### What to do
Filter the listing down to the lines containing the word "MathMember".

'''

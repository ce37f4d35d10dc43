//! Error taxonomy shared by the splitter, parser and interpreter.

use thiserror::Error;

/// Coarse classification of an [`ExpressionError`].
#[derive(Clone, Copy, Debug, PartialEq, Eq, Hash)]
pub enum ErrorKind {
    Syntax,
    Reference,
    Type,
    Arity,
    Unsupported,
    MissingArgument,
    UnexpectedEndOfInput,
}

#[derive(Debug, Clone, PartialEq, Error)]
pub enum ExpressionError {
    #[error("SyntaxError: {message} (at {position}, near `{token}`)")]
    Syntax {
        message: String,
        token: String,
        position: usize,
    },

    #[error("ReferenceError: {0} is not defined")]
    Reference(String),

    #[error("TypeError: {0}")]
    Type(String),

    #[error("ArityError: `{name}` expects {expected} argument(s), got {found}")]
    Arity {
        name: String,
        expected: String,
        found: usize,
    },

    #[error("UnsupportedError: `{0}` is not supported")]
    Unsupported(String),

    #[error("'{parameter}' argument of '{function}' function is missing")]
    MissingArgument { parameter: String, function: String },

    #[error("unexpected end of input after `{0}`")]
    UnexpectedEndOfInput(String),
}

impl ExpressionError {
    pub fn kind(&self) -> ErrorKind {
        match self {
            ExpressionError::Syntax { .. } => ErrorKind::Syntax,
            ExpressionError::Reference(_) => ErrorKind::Reference,
            ExpressionError::Type(_) => ErrorKind::Type,
            ExpressionError::Arity { .. } => ErrorKind::Arity,
            ExpressionError::Unsupported(_) => ErrorKind::Unsupported,
            ExpressionError::MissingArgument { .. } => ErrorKind::MissingArgument,
            ExpressionError::UnexpectedEndOfInput(_) => ErrorKind::UnexpectedEndOfInput,
        }
    }

    /// Syntax error that is not tied to a token, such as a malformed declaration.
    pub fn syntax(message: impl Into<String>) -> Self {
        ExpressionError::Syntax {
            message: message.into(),
            token: String::new(),
            position: 0,
        }
    }

    pub fn type_error(message: impl Into<String>) -> Self {
        ExpressionError::Type(message.into())
    }

    pub fn reference(name: impl Into<String>) -> Self {
        ExpressionError::Reference(name.into())
    }
}

pub type Result<T, E = ExpressionError> = std::result::Result<T, E>;

#[cfg(test)]
mod tests {
    use super::*;

    #[test]
    fn test_messages_name_the_culprit() {
        let err = ExpressionError::reference("fun2");
        assert_eq!(err.to_string(), "ReferenceError: fun2 is not defined");
        assert_eq!(err.kind(), ErrorKind::Reference);

        let err = ExpressionError::Arity {
            name: "clamp".into(),
            expected: "3".into(),
            found: 2,
        };
        assert!(err.to_string().contains("clamp"));
        assert!(err.to_string().contains('3'));

        let err = ExpressionError::MissingArgument {
            parameter: "b".into(),
            function: "test".into(),
        };
        assert_eq!(err.to_string(), "'b' argument of 'test' function is missing");
    }
}
//! Members of host objects: properties, layers, compositions and their parts.

use std::sync::Arc;

use glam::DVec2;

use super::{components_arg, lookup_key, number_arg, optional_number, Host};
use crate::context::{CompObject, ContentObject, EffectObject, LayerRef, LookupKey, TransformObject};
use crate::error::{ExpressionError, Result};
use crate::function::CallArgs;
use crate::property::{self, LoopSpan, LoopType, PropertyRef};
use crate::resolver::{
    check_use, CompMember, ContentMember, EffectMember, LayerMember, MathMember, PropertyMember,
    Signature, TransformMember,
};
use crate::value::{DomainObject, PropertyHandle, Value};
use crate::wiggle::{wiggle_property_value, MAX_OCTAVES};

fn property_value(host: &Host<'_>, property: &PropertyRef) -> Value {
    Value::Object(DomainObject::Property(host.handle(property)))
}

fn not_found(what: &str, owner: &str, key: &LookupKey) -> ExpressionError {
    let key = match key {
        LookupKey::Name(name) => format!("'{}'", name),
        LookupKey::Index(index) => index.to_string(),
    };
    ExpressionError::type_error(format!("{} {} not found in '{}'", what, key, owner))
}

/// Checks the use of a vocabulary member. `Ok(None)` means the name is not a
/// member at all.
fn select<M: Copy>(
    found: Option<M>,
    signature: impl Fn(M) -> Signature,
    name: &str,
    call: Option<&CallArgs>,
) -> Result<Option<M>> {
    let Some(member) = found else {
        return Ok(None);
    };
    let sig = signature(member);
    if let Signature::Unsupported { .. } = sig {
        return Err(ExpressionError::Unsupported(name.to_string()));
    }
    if check_use(sig, name, call.map(CallArgs::len))? {
        return Ok(Some(member));
    }
    match call {
        Some(_) => Err(ExpressionError::type_error(format!("{} is not a function", name))),
        None => Err(ExpressionError::type_error(format!(
            "{} is a function and must be called",
            name
        ))),
    }
}

fn unknown(kind: &str, name: &str, call: Option<&CallArgs>) -> Result<Value> {
    match call {
        Some(_) => Err(ExpressionError::type_error(format!(
            "{}.{} is not a function",
            kind, name
        ))),
        None => Ok(Value::Undefined),
    }
}

/// `object.name` (`call == None`) or `object.name(args)`.
pub fn member(
    host: &mut Host<'_>,
    object: &DomainObject,
    name: &str,
    call: Option<&CallArgs>,
) -> Result<Value> {
    let empty = CallArgs::default();
    let args = call.unwrap_or(&empty);

    match object {
        DomainObject::Property(handle) => {
            match select(PropertyMember::lookup(name), PropertyMember::signature, name, call)? {
                Some(m) => property_member(host, handle, m, args),
                None => unknown(object.kind(), name, call),
            }
        }
        DomainObject::Layer(layer) => {
            match select(LayerMember::lookup(name), LayerMember::signature, name, call)? {
                Some(m) => layer_member(host, layer, m, args),
                None => unknown(object.kind(), name, call),
            }
        }
        DomainObject::Comp(comp) => {
            match select(CompMember::lookup(name), CompMember::signature, name, call)? {
                Some(m) => comp_member(comp, m, args),
                None => unknown(object.kind(), name, call),
            }
        }
        DomainObject::Transform(transform) => {
            match select(TransformMember::lookup(name), TransformMember::signature, name, call)? {
                Some(m) => Ok(transform_member(host, transform, m)),
                None => unknown(object.kind(), name, call),
            }
        }
        DomainObject::Effect(effect) => {
            match select(EffectMember::lookup(name), EffectMember::signature, name, call)? {
                Some(m) => effect_member(host, effect, m, args),
                None => unknown(object.kind(), name, call),
            }
        }
        DomainObject::Content(content) => {
            match select(ContentMember::lookup(name), ContentMember::signature, name, call)? {
                Some(m) => content_member(content, m, args),
                None if call.is_none() => Ok(content_fallback(host, content, name)),
                None => unknown(object.kind(), name, call),
            }
        }
        DomainObject::Math => {
            match select(MathMember::lookup(name), MathMember::signature, name, call)? {
                Some(MathMember::Random) => Ok(Value::Number(host.random.uniform())),
                Some(m) => match super::math::constant(m) {
                    Some(c) => Ok(Value::Number(c)),
                    None => super::math::call(m, name, args),
                },
                None => unknown(object.kind(), name, call),
            }
        }
    }
}

/// `object(args)`: `effect("Slider")("Slider")` and `comp("Main")(1)`.
pub fn invoke(host: &mut Host<'_>, object: &DomainObject, args: &CallArgs) -> Result<Value> {
    match object {
        DomainObject::Effect(effect) => effect_member(host, effect, EffectMember::Param, args),
        DomainObject::Comp(comp) => comp_member(comp, CompMember::Layer, args),
        DomainObject::Content(content) => content_member(content, ContentMember::Content, args),
        other => Err(ExpressionError::type_error(format!(
            "{} is not a function",
            other.kind()
        ))),
    }
}

pub fn property_member(
    host: &mut Host<'_>,
    handle: &PropertyHandle,
    member: PropertyMember,
    args: &CallArgs,
) -> Result<Value> {
    let property = &handle.property;
    let name = member.name();
    match member {
        PropertyMember::Value => Ok(Value::from_property(&handle.current())),
        PropertyMember::Velocity => Ok(Value::from_property(&property.velocity_at_time(handle.time))),
        PropertyMember::Speed => Ok(Value::Number(property.speed_at_time(handle.time))),
        PropertyMember::NumKeys => Ok(Value::Number(property.key_times().len() as f64)),
        PropertyMember::ValueAtTime => {
            let t = number_arg(args, 0, "t", name)?;
            Ok(Value::from_property(&property.value_at_time(t)))
        }
        PropertyMember::VelocityAtTime => {
            let t = number_arg(args, 0, "t", name)?;
            Ok(Value::from_property(&property.velocity_at_time(t)))
        }
        PropertyMember::SpeedAtTime => {
            let t = number_arg(args, 0, "t", name)?;
            Ok(Value::Number(property.speed_at_time(t)))
        }
        PropertyMember::Wiggle => {
            let freq = number_arg(args, 0, "freq", name)?;
            let amp = number_arg(args, 1, "amp", name)?;
            let octaves = optional_number(args, 2, "octaves", name, 1.0)?;
            let amp_mult = optional_number(args, 3, "amp_mult", name, 0.5)?;
            let t = optional_number(args, 4, "t", name, handle.time)?;
            let base = property.value_at_time(t);
            Ok(Value::from_property(&wiggle_property_value(
                &base,
                t,
                freq,
                amp,
                octaves.clamp(1.0, MAX_OCTAVES as f64) as i32,
                amp_mult,
                host.wiggle_seed(),
            )))
        }
        PropertyMember::LoopOut
        | PropertyMember::LoopIn
        | PropertyMember::LoopOutDuration
        | PropertyMember::LoopInDuration => {
            let loop_type = match args.get(0, "type") {
                Some(v) if !v.is_nullish() => LoopType::from_name(&v.to_string()),
                _ => LoopType::Cycle,
            };
            let span = match member {
                PropertyMember::LoopOut | PropertyMember::LoopIn => {
                    let n = optional_number(args, 1, "numKeyframes", name, 0.0)?;
                    LoopSpan::Keyframes(n.max(0.0) as usize)
                }
                _ => LoopSpan::Duration(optional_number(args, 1, "duration", name, 0.0)?),
            };
            let value = match member {
                PropertyMember::LoopOut | PropertyMember::LoopOutDuration => {
                    property::loop_out(property.as_ref(), loop_type, span, handle.time)
                }
                _ => property::loop_in(property.as_ref(), loop_type, span, handle.time),
            };
            Ok(Value::from_property(&value))
        }
    }
}

pub fn layer_member(
    host: &mut Host<'_>,
    layer: &LayerRef,
    member: LayerMember,
    args: &CallArgs,
) -> Result<Value> {
    let data = &layer.layer;
    let fps = if layer.comp.frame_rate > 0.0 {
        layer.comp.frame_rate
    } else {
        host.frame_rate()
    };
    let name = member.name();

    match member {
        LayerMember::Index => Ok(Value::Number(data.index as f64)),
        LayerMember::Name => Ok(Value::str(&data.name)),
        LayerMember::InPoint => Ok(Value::Number(data.in_point / fps)),
        LayerMember::OutPoint => Ok(Value::Number(data.out_point / fps)),
        LayerMember::StartTime => Ok(Value::Number(data.start_time / fps)),
        LayerMember::Source => Ok(data
            .source
            .clone()
            .map_or(Value::Null, |c| Value::Object(DomainObject::Comp(c)))),
        LayerMember::Active => Ok(Value::Bool(
            data.enabled && data.is_active(host.ctx.time * fps),
        )),
        LayerMember::Enabled => Ok(Value::Bool(data.enabled)),
        LayerMember::HasParent => Ok(Value::Bool(layer.parent().is_some())),
        LayerMember::Parent => Ok(layer
            .parent()
            .map_or(Value::Null, |p| Value::Object(DomainObject::Layer(p)))),
        LayerMember::Transform => Ok(Value::Object(DomainObject::Transform(data.transform.clone()))),
        LayerMember::AnchorPoint => Ok(property_value(host, &data.transform.anchor_point)),
        LayerMember::Position => Ok(property_value(host, &data.transform.position)),
        LayerMember::Scale => Ok(property_value(host, &data.transform.scale)),
        LayerMember::Rotation => Ok(property_value(host, &data.transform.rotation)),
        LayerMember::Opacity => Ok(property_value(host, &data.transform.opacity)),
        LayerMember::TimeRemap => Ok(data
            .time_remap
            .as_ref()
            .map_or(Value::Undefined, |p| property_value(host, p))),
        LayerMember::Width => Ok(Value::Number(data.width)),
        LayerMember::Height => Ok(Value::Number(data.height)),
        LayerMember::HasAudio | LayerMember::HasVideo | LayerMember::AudioActive => {
            Ok(Value::Bool(false))
        }
        LayerMember::Content => {
            let key = lookup_key(args, "name", name)?;
            data.content(&key)
                .map(|c| Value::Object(DomainObject::Content(c.clone())))
                .ok_or_else(|| not_found("content", &data.name, &key))
        }
        LayerMember::Effect => {
            let key = lookup_key(args, "name", name)?;
            data.effect(&key)
                .map(|e| Value::Object(DomainObject::Effect(e.clone())))
                .ok_or_else(|| not_found("effect", &data.name, &key))
        }
        LayerMember::ToComp | LayerMember::ToWorld => convert(host, layer, args, name, false),
        LayerMember::FromComp | LayerMember::FromWorld => convert(host, layer, args, name, true),
        LayerMember::SourceRectAtTime | LayerMember::SampleImage => {
            Err(ExpressionError::Unsupported(name.to_string()))
        }
    }
}

/// Maps a point between layer and composition space. A third component
/// passes through.
fn convert(
    host: &Host<'_>,
    layer: &LayerRef,
    args: &CallArgs,
    name: &str,
    inverse: bool,
) -> Result<Value> {
    let point = components_arg(args, 0, "point", name)?;
    let t = optional_number(args, 1, "t", name, host.ctx.time)?;
    let matrix = layer.to_comp_matrix(t);
    let matrix = if inverse { matrix.inverse() } else { matrix };

    let get = |i: usize| point.get(i).copied().unwrap_or(0.0);
    let mapped = matrix.transform_point2(DVec2::new(get(0), get(1)));
    let mut out = vec![mapped.x, mapped.y];
    out.extend(point.iter().skip(2));
    Ok(Value::from_components(out))
}

pub fn comp_member(comp: &Arc<CompObject>, member: CompMember, args: &CallArgs) -> Result<Value> {
    match member {
        CompMember::Layer => {
            let key = lookup_key(args, "index", member.name())?;
            let found = match &key {
                LookupKey::Index(index) => comp.layer_by_index(*index as u32),
                LookupKey::Name(name) => comp.layer_by_name(name),
            };
            found
                .map(|layer| {
                    Value::Object(DomainObject::Layer(LayerRef {
                        comp: comp.clone(),
                        layer: layer.clone(),
                    }))
                })
                .ok_or_else(|| not_found("layer", &comp.name, &key))
        }
        CompMember::NumLayers => Ok(Value::Number(comp.layers.len() as f64)),
        CompMember::Width => Ok(Value::Number(comp.width)),
        CompMember::Height => Ok(Value::Number(comp.height)),
        CompMember::FrameDuration => Ok(Value::Number(comp.frame_duration())),
        CompMember::Duration => Ok(Value::Number(comp.duration())),
        CompMember::Name => Ok(Value::str(&comp.name)),
    }
}

fn transform_member(host: &Host<'_>, transform: &TransformObject, member: TransformMember) -> Value {
    let property = match member {
        TransformMember::AnchorPoint => &transform.anchor_point,
        TransformMember::Position => &transform.position,
        TransformMember::Scale => &transform.scale,
        TransformMember::Rotation => &transform.rotation,
        TransformMember::Opacity => &transform.opacity,
    };
    property_value(host, property)
}

fn effect_member(
    host: &Host<'_>,
    effect: &EffectObject,
    member: EffectMember,
    args: &CallArgs,
) -> Result<Value> {
    match member {
        EffectMember::Name => Ok(Value::str(&effect.name)),
        EffectMember::NumProperties => Ok(Value::Number(effect.controls.len() as f64)),
        EffectMember::Active => Ok(Value::Bool(effect.enabled)),
        EffectMember::Param => {
            let key = lookup_key(args, "name", member.name())?;
            effect
                .control(&key)
                .map(|c| property_value(host, &c.property))
                .ok_or_else(|| not_found("property", &effect.name, &key))
        }
    }
}

fn content_member(
    content: &ContentObject,
    member: ContentMember,
    args: &CallArgs,
) -> Result<Value> {
    match member {
        ContentMember::Name => Ok(Value::str(&content.name)),
        ContentMember::NumProperties => Ok(Value::Number(
            (content.properties.len() + content.content.len()) as f64,
        )),
        ContentMember::Transform => Ok(content
            .transform
            .clone()
            .map_or(Value::Undefined, |t| Value::Object(DomainObject::Transform(t)))),
        ContentMember::Content => {
            let key = lookup_key(args, "name", member.name())?;
            content
                .content(&key)
                .map(|c| Value::Object(DomainObject::Content(c.clone())))
                .ok_or_else(|| not_found("content", &content.name, &key))
        }
    }
}

/// `shape.path`, `group.Ellipse`: named properties first, then child groups.
fn content_fallback(host: &Host<'_>, content: &ContentObject, name: &str) -> Value {
    if let Some(named) = content.property(name) {
        return property_value(host, &named.property);
    }
    content
        .content(&LookupKey::Name(name.to_string()))
        .map_or(Value::Undefined, |c| Value::Object(DomainObject::Content(c.clone())))
}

'''

### Response box
    check_use, CompMember, ContentMember, EffectMember, LayerMember, MathMember, PropertyMember,
            match select(MathMember::lookup(name), MathMember::signature, name, call)? {
                Some(MathMember::Random) => Ok(Value::Number(host.random.uniform())),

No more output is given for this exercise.